La vida no suena igual para todos, ni siquiera suena igual en cada fragmento de nuestras difusas existencias. A veces suena como un estribillo, a veces tal que una banda sonora, incluso como ruidos. Sobrevivimos a nuestras vidas mientras ellas nos cantan, como lo hace la radiación de fondo al universo, mientras el tiempo se nos pasa y como el tabaco en Las Hurdes nos secamos pegados los unos a los otros.
Recuerdo cómo la escuchaba a los 15 años, aunque en realidad aquello no era escuchar, más bien sentirse embebido por ella y actuar en función del ritmo que marcaban aquellas melodías. A pesar de ello pretendí alguna vez pararme a saborearlas, pero los tiempos, los nuevos sonidos me arrastraban hacia otro estadio de nuevas sensaciones, como cuando te arrolla y menea en la playa una ola. Tan pronto el mundo sonaba a Rock&Roll, como el «no» de una aprendiz de mujer fatal te llevaba al universo de Jacques Brel.

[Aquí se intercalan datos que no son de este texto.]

use axum::Json;
use axum::extract::{Query, State};
use tracing::instrument;

use crate::middleware::auth::AuthUser;
use crate::state::AppState;
use crate::utils::errors::AppError;
use crate::validator::ValidatedJson;

use super::model::{PaperQueryParams, ResearchQueryParams, TranslateDto};
use super::service::ResearchService;

/// Image search for teaching material
#[utoipa::path(
    get,
    path = "/api/research/images",
    params(ResearchQueryParams),
    responses((status = 200, description = "Image results or static search links")),
    tag = "Research",
    security(("bearer_auth" = []))
)]
#[instrument]
pub async fn search_images(
    _auth_user: AuthUser,
    Query(params): Query<ResearchQueryParams>,
) -> Json<serde_json::Value> {
    Json(ResearchService::images(&params.q).await)
}

/// Video search for teaching material
#[utoipa::path(
    get,
    path = "/api/research/videos",
    params(ResearchQueryParams),
    responses((status = 200, description = "Video results or channel suggestions")),
    tag = "Research",
    security(("bearer_auth" = []))
)]
#[instrument(skip(state))]
pub async fn search_videos(
    State(state): State<AppState>,
    _auth_user: AuthUser,
    Query(params): Query<ResearchQueryParams>,
) -> Json<serde_json::Value> {
    Json(ResearchService::videos(&state.external_config, &params.q).await)
}

/// Educational paper search
#[utoipa::path(
    get,
    path = "/api/research/papers",
    params(PaperQueryParams),
    responses((status = 200, description = "Paper results, empty payload on upstream failure")),
    tag = "Research",
    security(("bearer_auth" = []))
)]
#[instrument]
pub async fn search_papers(
    _auth_user: AuthUser,
    Query(params): Query<PaperQueryParams>,
) -> Json<serde_json::Value> {
    Json(ResearchService::papers(&params.q, params.source.as_deref()).await)
}

/// Translate a text to German
#[utoipa::path(
    post,
    path = "/api/research/translate",
    request_body = TranslateDto,
    responses((status = 200, description = "Translation, or passthrough with error note")),
    tag = "Research",
    security(("bearer_auth" = []))
)]
#[instrument(skip(state, dto))]
pub async fn translate(
    State(state): State<AppState>,
    _auth_user: AuthUser,
    ValidatedJson(dto): ValidatedJson<TranslateDto>,
) -> Result<Json<serde_json::Value>, AppError> {
    Ok(Json(
        ResearchService::translate(&state.external_config, &dto).await,
    ))
}
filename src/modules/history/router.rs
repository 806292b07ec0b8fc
use axum::{Router, routing::get};

use crate::state::AppState;

use super::controller::{get_class_history, get_history};

pub fn init_history_router() -> Router<AppState> {
    Router::new()
        .route("/", get(get_history))
        .route("/class/{class_subject_id}", get(get_class_history))
}
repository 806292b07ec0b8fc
use serde::{Deserialize, Serialize};
use utoipa::{IntoParams, ToSchema};

use crate::modules::classes::model::ClassSubject;
use crate::modules::lessons::model::Lesson;
use crate::modules::templates::model::Template;
use crate::modules::todos::model::Todo;

#[derive(Debug, Deserialize, IntoParams)]
pub struct SearchQueryParams {
    /// Search term, at least 2 characters.
    pub q: String,
}

#[derive(Debug, Serialize, ToSchema)]
pub struct SearchResponse {
    pub query: String,
    pub lessons: Vec<Lesson>,
    pub classes: Vec<ClassSubject>,
    pub templates: Vec<Template>,
    pub todos: Vec<Todo>,
}
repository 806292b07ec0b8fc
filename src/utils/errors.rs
use anyhow::Error;
use axum::{
    Json,
    http::StatusCode,
    response::{IntoResponse, Response},
};
use serde_json::json;

#[derive(Debug)]
pub struct AppError {
    pub status: StatusCode,
    pub error: Error,
}

impl AppError {
    pub fn new<E>(status: StatusCode, err: E) -> Self
    where
        E: Into<Error>,
    {
        Self {
            status,
            error: err.into(),
        }
    }

    pub fn internal<E>(err: E) -> Self
    where
        E: Into<Error>,
    {
        Self::new(StatusCode::INTERNAL_SERVER_ERROR, err)
    }

    pub fn not_found<E>(err: E) -> Self
    where
        E: Into<Error>,
    {
        Self::new(StatusCode::NOT_FOUND, err)
    }

    pub fn bad_request<E>(err: E) -> Self
    where
        E: Into<Error>,
    {
        Self::new(StatusCode::BAD_REQUEST, err)
    }

    pub fn unprocessable<E>(err: E) -> Self
    where
        E: Into<Error>,
    {
        Self::new(StatusCode::UNPROCESSABLE_ENTITY, err)
    }

    pub fn unauthorized<E>(err: E) -> Self
    where
        E: Into<Error>,
    {
        Self::new(StatusCode::UNAUTHORIZED, err)
    }

    pub fn forbidden<E>(err: E) -> Self
    where
        E: Into<Error>,
    {
        Self::new(StatusCode::FORBIDDEN, err)
    }

    pub fn gateway_timeout<E>(err: E) -> Self
    where
        E: Into<Error>,
    {
        Self::new(StatusCode::GATEWAY_TIMEOUT, err)
    }
}

impl IntoResponse for AppError {
    fn into_response(self) -> Response {
        let body = Json(json!({
            "error": self.error.to_string()
        }));

        (self.status, body).into_response()
    }
}

impl<E> From<E> for AppError
where
    E: Into<Error>,
{
    fn from(err: E) -> Self {
        AppError::internal(err)
    }
}
use chrono::{DateTime, Utc};
use serde::{Deserialize, Serialize};
use sqlx::prelude::FromRow;
use utoipa::{IntoParams, ToSchema};
use uuid::Uuid;

/// Append-only audit row. The actor's name is denormalized at write time so
/// entries survive account renames.
#[derive(Debug, Serialize, Deserialize, FromRow, ToSchema)]
pub struct HistoryEntry {
    pub id: Uuid,
    pub user_id: Uuid,
    pub user_name: String,
    pub action: String,
    pub entity_type: String,
    pub entity_id: Uuid,
    pub details: String,
    pub created_at: DateTime<Utc>,
}

#[derive(Debug, Deserialize, IntoParams)]
pub struct HistoryQueryParams {
    pub entity_type: Option<String>,
    pub entity_id: Option<Uuid>,
    pub limit: Option<i64>,
}
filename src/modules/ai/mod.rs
pub mod controller;
pub mod model;
pub mod router;
pub mod service;
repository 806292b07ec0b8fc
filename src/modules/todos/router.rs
use axum::{
    Router,
    routing::{post, put},
};

use crate::state::AppState;

use super::controller::{create_todo, delete_todo, get_todos, update_todo};

pub fn init_todos_router() -> Router<AppState> {
    Router::new()
        .route("/", post(create_todo).get(get_todos))
        .route("/{todo_id}", put(update_todo).delete(delete_todo))
}
impl ExportService {
    #[instrument]
    pub async fn excel(
        db: &PgPool,
        user_id: Uuid,
        class_subject_id: Uuid,
    ) -> Result<ExportFile, AppError> {
        let (class, _, lessons) = plan_data(db, user_id, class_subject_id).await?;

        const HEADERS: &[&str] = &[
            "Datum",
            "Tag",
            "Stunde",
            "Ausfall",
            "Stundenthema",
            "Zielsetzung",
            "Lehrplan",
            "Begriffe",
            "UE",
        ];

        let mut workbook = Workbook::new();
        let worksheet = workbook.add_worksheet();

        let header_format = Format::new()
            .set_bold()
            .set_font_color(Color::White)
            .set_background_color(Color::RGB(0x1F4E79));

        let mut widths = vec![0usize; HEADERS.len()];
        for (col, header) in HEADERS.iter().enumerate() {
            worksheet.write_string_with_format(0, col as u16, *header, &header_format)?;
            widths[col] = header.chars().count();
        }

        for (i, lesson) in lessons.iter().enumerate() {
            let row = (i + 1) as u32;
            let cells = [
                german_date(lesson.date),
                weekday_abbrev(lesson.date).to_string(),
                lesson.period.map(|p| p.to_string()).unwrap_or_default(),
                if lesson.is_cancelled { "x" } else { "" }.to_string(),
                lesson.topic.clone(),
                lesson.objective.clone(),
                lesson.curriculum_reference.clone(),
                lesson.key_terms.clone(),
                lesson.teaching_units.to_string(),
            ];
            for (col, value) in cells.iter().enumerate() {
                worksheet.write_string(row, col as u16, value)?;
                widths[col] = widths[col].max(value.chars().count());
            }
        }

        for (col, width) in widths.iter().enumerate() {
            worksheet.set_column_width(col as u16, (*width + 2).min(50) as f64)?;
        }

        let bytes = workbook.save_to_buffer()?;

        Ok(ExportFile {
            filename: safe_filename(&class.name, &class.subject, "xlsx"),
            content_type: XLSX_MIME,
            bytes,
        })
    }

    #[instrument]
    pub async fn word(
        db: &PgPool,
        user_id: Uuid,
        class_subject_id: Uuid,
    ) -> Result<ExportFile, AppError> {
        let (class, school_year, lessons) = plan_data(db, user_id, class_subject_id).await?;

        let header_row = TableRow::new(
            ["Datum", "Thema", "Zielsetzung", "Lehrplan", "Begriffe", "UE"]
                .iter()
                .map(|h| {
                    TableCell::new()
                        .add_paragraph(Paragraph::new().add_run(Run::new().add_text(*h).bold()))
                })
                .collect(),
        );

        let mut rows = vec![header_row];
        for lesson in &lessons {
            let topic = if lesson.is_cancelled {
                format!("{} [AUSFALL]", lesson.topic)
            } else {
                lesson.topic.clone()
            };
            let cells = [
                german_date(lesson.date),
                topic,
                lesson.objective.clone(),
                lesson.curriculum_reference.clone(),
                lesson.key_terms.clone(),
                lesson.teaching_units.to_string(),
            ];
            rows.push(TableRow::new(
                cells
                    .iter()
                    .map(|text| {
                        TableCell::new()
                            .add_paragraph(Paragraph::new().add_run(Run::new().add_text(text)))
                    })
                    .collect(),
            ));
        }

        let docx = Docx::new()
            .add_paragraph(
                Paragraph::new().add_run(
                    Run::new()
                        .add_text(format!("Arbeitsplan: {} - {}", class.name, class.subject))
                        .bold()
                        .size(32),
                ),
            )
            .add_paragraph(
                Paragraph::new().add_run(Run::new().add_text(format!("Schuljahr: {school_year}"))),
            )
            .add_table(Table::new(rows));

        let mut cursor = Cursor::new(Vec::new());
        docx.build().pack(&mut cursor)?;

        Ok(ExportFile {
            filename: safe_filename(&class.name, &class.subject, "docx"),
            content_type: DOCX_MIME,
            bytes: cursor.into_inner(),
        })
    }

    #[instrument]
    pub async fn pdf(
        db: &PgPool,
        user_id: Uuid,
        class_subject_id: Uuid,
    ) -> Result<ExportFile, AppError> {
        let (class, school_year, lessons) = plan_data(db, user_id, class_subject_id).await?;

        let title = format!("Arbeitsplan: {} - {}", class.name, class.subject);
        let (doc, first_page, first_layer) =
            PdfDocument::new(&title, Mm(210.0), Mm(297.0), "Inhalt");
        let font = doc.add_builtin_font(BuiltinFont::Helvetica)?;
        let bold = doc.add_builtin_font(BuiltinFont::HelveticaBold)?;

        let mut layer = doc.get_page(first_page).get_layer(first_layer);
        layer.use_text(&title, 16.0, Mm(20.0), Mm(277.0), &bold);
        layer.use_text(
            format!("Schuljahr: {school_year}"),
            11.0,
            Mm(20.0),
            Mm(269.0),
            &font,
        );

        let mut y = 258.0;
        for lesson in &lessons {
            if y < 20.0 {
                let (page, page_layer) = doc.add_page(Mm(210.0), Mm(297.0), "Inhalt");
                layer = doc.get_page(page).get_layer(page_layer);
                y = 277.0;
            }

            let mut topic: String = lesson.topic.chars().take(50).collect();
            if lesson.is_cancelled {
                topic.push_str(" [AUSFALL]");
            }
            let line = format!(
                "{} ({})  {}",
                german_date(lesson.date),
                weekday_abbrev(lesson.date),
                topic
            );
            layer.use_text(line, 10.0, Mm(20.0), Mm(y), &font);
            y -= 7.0;
        }

        let bytes = doc.save_to_bytes()?;

        Ok(ExportFile {
            filename: safe_filename(&class.name, &class.subject, "pdf"),
            content_type: "application/pdf",
            bytes,
        })
    }

    /// Renders an AI material as a zip of worksheet and solution docx.
    #[instrument(skip(dto))]
    pub fn material_zip(dto: &MaterialExportDto) -> Result<ExportFile, AppError> {
        let sheet = material_docx(dto, false)?;
        let solution = material_docx(dto, true)?;

        let mut zip = zip::ZipWriter::new(Cursor::new(Vec::new()));
        zip.start_file("Arbeitsblatt.docx", SimpleFileOptions::default())?;
        zip.write_all(&sheet)?;
        zip.start_file("Loesung.docx", SimpleFileOptions::default())?;
        zip.write_all(&solution)?;
        let cursor = zip.finish()?;

        let sanitized: String = dto
            .title
            .chars()
            .map(|c| if c.is_alphanumeric() { c } else { '_' })
            .collect();

        Ok(ExportFile {
            filename: format!("Material_{sanitized}.zip"),
            content_type: "application/zip",
            bytes: cursor.into_inner(),
        })
    }
}
use axum::Json;
use axum::extract::{Path, Query, State};
use axum::http::StatusCode;
use tracing::instrument;
use uuid::Uuid;

use crate::middleware::auth::AuthUser;
use crate::modules::auth::controller::ErrorResponse;
use crate::state::AppState;
use crate::utils::errors::AppError;
use crate::validator::ValidatedJson;

use super::model::{ClassQueryParams, ClassSubject, CreateClassDto};
use super::service::ClassService;

/// Create a class/subject
#[utoipa::path(
    post,
    path = "/api/classes",
    request_body = CreateClassDto,
    responses(
        (status = 201, description = "Class created", body = ClassSubject),
        (status = 401, description = "Missing or invalid token", body = ErrorResponse)
    ),
    tag = "Classes",
    security(("bearer_auth" = []))
)]
#[instrument(skip(state, dto))]
pub async fn create_class(
    State(state): State<AppState>,
    auth_user: AuthUser,
    ValidatedJson(dto): ValidatedJson<CreateClassDto>,
) -> Result<(StatusCode, Json<ClassSubject>), AppError> {
    let class = ClassService::create(&state.db, auth_user.user_id()?, dto).await?;
    Ok((StatusCode::CREATED, Json(class)))
}

/// List my classes, optionally filtered by school year
#[utoipa::path(
    get,
    path = "/api/classes",
    params(ClassQueryParams),
    responses(
        (status = 200, description = "Classes", body = [ClassSubject]),
        (status = 401, description = "Missing or invalid token", body = ErrorResponse)
    ),
    tag = "Classes",
    security(("bearer_auth" = []))
)]
#[instrument(skip(state))]
pub async fn get_classes(
    State(state): State<AppState>,
    auth_user: AuthUser,
    Query(params): Query<ClassQueryParams>,
) -> Result<Json<Vec<ClassSubject>>, AppError> {
    let classes =
        ClassService::list(&state.db, auth_user.user_id()?, params.school_year_id).await?;
    Ok(Json(classes))
}

/// Replace a class
#[utoipa::path(
    put,
    path = "/api/classes/{class_id}",
    params(("class_id" = Uuid, Path, description = "Class id")),
    request_body = CreateClassDto,
    responses(
        (status = 200, description = "Updated class", body = ClassSubject),
        (status = 404, description = "Class not found", body = ErrorResponse)
    ),
    tag = "Classes",
    security(("bearer_auth" = []))
)]
#[instrument(skip(state, dto))]
pub async fn update_class(
    State(state): State<AppState>,
    auth_user: AuthUser,
    Path(class_id): Path<Uuid>,
    ValidatedJson(dto): ValidatedJson<CreateClassDto>,
) -> Result<Json<ClassSubject>, AppError> {
    let class = ClassService::update(&state.db, auth_user.user_id()?, class_id, dto).await?;
    Ok(Json(class))
}

/// Delete a class (cascades to its lessons)
#[utoipa::path(
    delete,
    path = "/api/classes/{class_id}",
    params(("class_id" = Uuid, Path, description = "Class id")),
    responses(
        (status = 204, description = "Class deleted"),
        (status = 404, description = "Class not found", body = ErrorResponse)
    ),
    tag = "Classes",
    security(("bearer_auth" = []))
)]
#[instrument(skip(state))]
pub async fn delete_class(
    State(state): State<AppState>,
    auth_user: AuthUser,
    Path(class_id): Path<Uuid>,
) -> Result<StatusCode, AppError> {
    ClassService::delete(&state.db, auth_user.user_id()?, class_id).await?;
    Ok(StatusCode::NO_CONTENT)
}
use axum::{
    Router,
    routing::{delete, get, post},
};

use crate::state::AppState;

use super::controller::{delete_document, download_document, get_documents, upload_document};

pub fn init_documents_router() -> Router<AppState> {
    Router::new()
        .route("/", post(upload_document).get(get_documents))
        .route("/{document_id}/download", get(download_document))
        .route("/{document_id}", delete(delete_document))
}
//! PostgreSQL connection pool initialization.
//!
//! The connection string is read from the `DATABASE_URL` environment
//! variable. The returned pool is cheaply cloneable and lives in the
//! application state for the whole process lifetime.

use sqlx::PgPool;
use std::env;

/// Initializes the PostgreSQL connection pool.
///
/// # Panics
///
/// Panics if `DATABASE_URL` is not set or the connection fails. The pool
/// is created once at startup; there is no lazy reconnection path.
pub async fn init_db_pool() -> PgPool {
    let database_url = env::var("DATABASE_URL").expect("DATABASE_URL must be set");

    PgPool::connect(&database_url)
        .await
        .expect("Failed to connect to database")
}
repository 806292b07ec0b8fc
use axum::Json;
use axum::extract::State;
use axum::http::StatusCode;
use tracing::instrument;
use utoipa::ToSchema;

use crate::middleware::auth::AuthUser;
use crate::state::AppState;
use crate::utils::errors::AppError;
use crate::validator::ValidatedJson;

use super::model::{LoginDto, RegisterDto, TokenResponse, User, UserSettingsDto};
use super::service::AuthService;

#[derive(serde::Serialize, ToSchema)]
pub struct ErrorResponse {
    pub error: String,
}

/// Register a new account (invitation code required)
#[utoipa::path(
    post,
    path = "/api/auth/register",
    request_body = RegisterDto,
    responses(
        (status = 201, description = "Account created", body = TokenResponse),
        (status = 400, description = "E-Mail bereits registriert", body = ErrorResponse),
        (status = 403, description = "Ungültiger Einladungs-Code", body = ErrorResponse),
        (status = 500, description = "Internal server error", body = ErrorResponse)
    ),
    tag = "Authentication"
)]
#[instrument(skip(state, dto))]
pub async fn register(
    State(state): State<AppState>,
    ValidatedJson(dto): ValidatedJson<RegisterDto>,
) -> Result<(StatusCode, Json<TokenResponse>), AppError> {
    let response = AuthService::register(
        &state.db,
        dto,
        &state.jwt_config,
        &state.invitation_config,
    )
    .await?;
    Ok((StatusCode::CREATED, Json(response)))
}

/// Login and receive a JWT token
#[utoipa::path(
    post,
    path = "/api/auth/login",
    request_body = LoginDto,
    responses(
        (status = 200, description = "Login successful", body = TokenResponse),
        (status = 401, description = "Invalid credentials", body = ErrorResponse),
        (status = 500, description = "Internal server error", body = ErrorResponse)
    ),
    tag = "Authentication"
)]
#[instrument(skip(state, dto))]
pub async fn login(
    State(state): State<AppState>,
    ValidatedJson(dto): ValidatedJson<LoginDto>,
) -> Result<Json<TokenResponse>, AppError> {
    let response = AuthService::login(&state.db, dto, &state.jwt_config).await?;
    Ok(Json(response))
}

/// Get the current authenticated user
#[utoipa::path(
    get,
    path = "/api/auth/me",
    responses(
        (status = 200, description = "Current user", body = User),
        (status = 401, description = "Missing or invalid token", body = ErrorResponse),
        (status = 404, description = "User not found", body = ErrorResponse)
    ),
    tag = "Authentication",
    security(("bearer_auth" = []))
)]
#[instrument(skip(state))]
pub async fn get_me(
    State(state): State<AppState>,
    auth_user: AuthUser,
) -> Result<Json<User>, AppError> {
    let user = AuthService::get_me(&state.db, auth_user.user_id()?).await?;
    Ok(Json(user))
}

/// Update profile settings (partial)
#[utoipa::path(
    put,
    path = "/api/auth/settings",
    request_body = UserSettingsDto,
    responses(
        (status = 200, description = "Updated user", body = User),
        (status = 401, description = "Missing or invalid token", body = ErrorResponse),
        (status = 404, description = "User not found", body = ErrorResponse)
    ),
    tag = "Authentication",
    security(("bearer_auth" = []))
)]
#[instrument(skip(state, dto))]
pub async fn update_settings(
    State(state): State<AppState>,
    auth_user: AuthUser,
    ValidatedJson(dto): ValidatedJson<UserSettingsDto>,
) -> Result<Json<User>, AppError> {
    let user = AuthService::update_settings(&state.db, auth_user.user_id()?, dto).await?;
    Ok(Json(user))
}
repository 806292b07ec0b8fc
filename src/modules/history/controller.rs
use axum::Json;
use axum::extract::{Path, Query, State};
use tracing::instrument;
use uuid::Uuid;

use crate::middleware::auth::AuthUser;
use crate::modules::auth::controller::ErrorResponse;
use crate::state::AppState;
use crate::utils::errors::AppError;

use super::model::{HistoryEntry, HistoryQueryParams};
use super::service::HistoryService;

/// List audit history with optional entity filters
#[utoipa::path(
    get,
    path = "/api/history",
    params(HistoryQueryParams),
    responses(
        (status = 200, description = "History entries, newest first", body = [HistoryEntry]),
        (status = 401, description = "Missing or invalid token", body = ErrorResponse)
    ),
    tag = "History",
    security(("bearer_auth" = []))
)]
#[instrument(skip(state))]
pub async fn get_history(
    State(state): State<AppState>,
    auth_user: AuthUser,
    Query(params): Query<HistoryQueryParams>,
) -> Result<Json<Vec<HistoryEntry>>, AppError> {
    let entries = HistoryService::list(&state.db, auth_user.user_id()?, params).await?;
    Ok(Json(entries))
}

/// History of one class including its lessons
#[utoipa::path(
    get,
    path = "/api/history/class/{class_subject_id}",
    params(("class_subject_id" = Uuid, Path, description = "Class id")),
    responses(
        (status = 200, description = "History entries, newest first", body = [HistoryEntry]),
        (status = 401, description = "Missing or invalid token", body = ErrorResponse)
    ),
    tag = "History",
    security(("bearer_auth" = []))
)]
#[instrument(skip(state))]
pub async fn get_class_history(
    State(state): State<AppState>,
    _auth_user: AuthUser,
    Path(class_subject_id): Path<Uuid>,
) -> Result<Json<Vec<HistoryEntry>>, AppError> {
    let entries = HistoryService::list_for_class(&state.db, class_subject_id).await?;
    Ok(Json(entries))
}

Recuerdo también cuando empecé a vestirme de adulto y mientras calzaba todo de orden a mi alrededor la música de mi vida se hizo también sencilla, predecible, repetitiva, como una canción del verano, fácil de oir, pero cansina, aburrida y tan estructurada como mi inerte pero cantante vida.
Hoy no he dejado de oír al mundo, pero sí mi vida y habito mis paredes sentado en un sillón, intentando escuchar las melodías de las vidas de los demás, deseando que suenen para mí y me canten como si fueran mías. Por eso vivo pegado a una caja con luces, repleta de gente que no sabe darle valor a la música de sus vidas y dejan que suene sin pudor por doquier.
No hay nada que la música no pueda expresar, y el carácter poético que utilizas para dar vida al relato es pura filosofía. ¡Chapeau!
Desde ya, me tienes de fiel seguidora.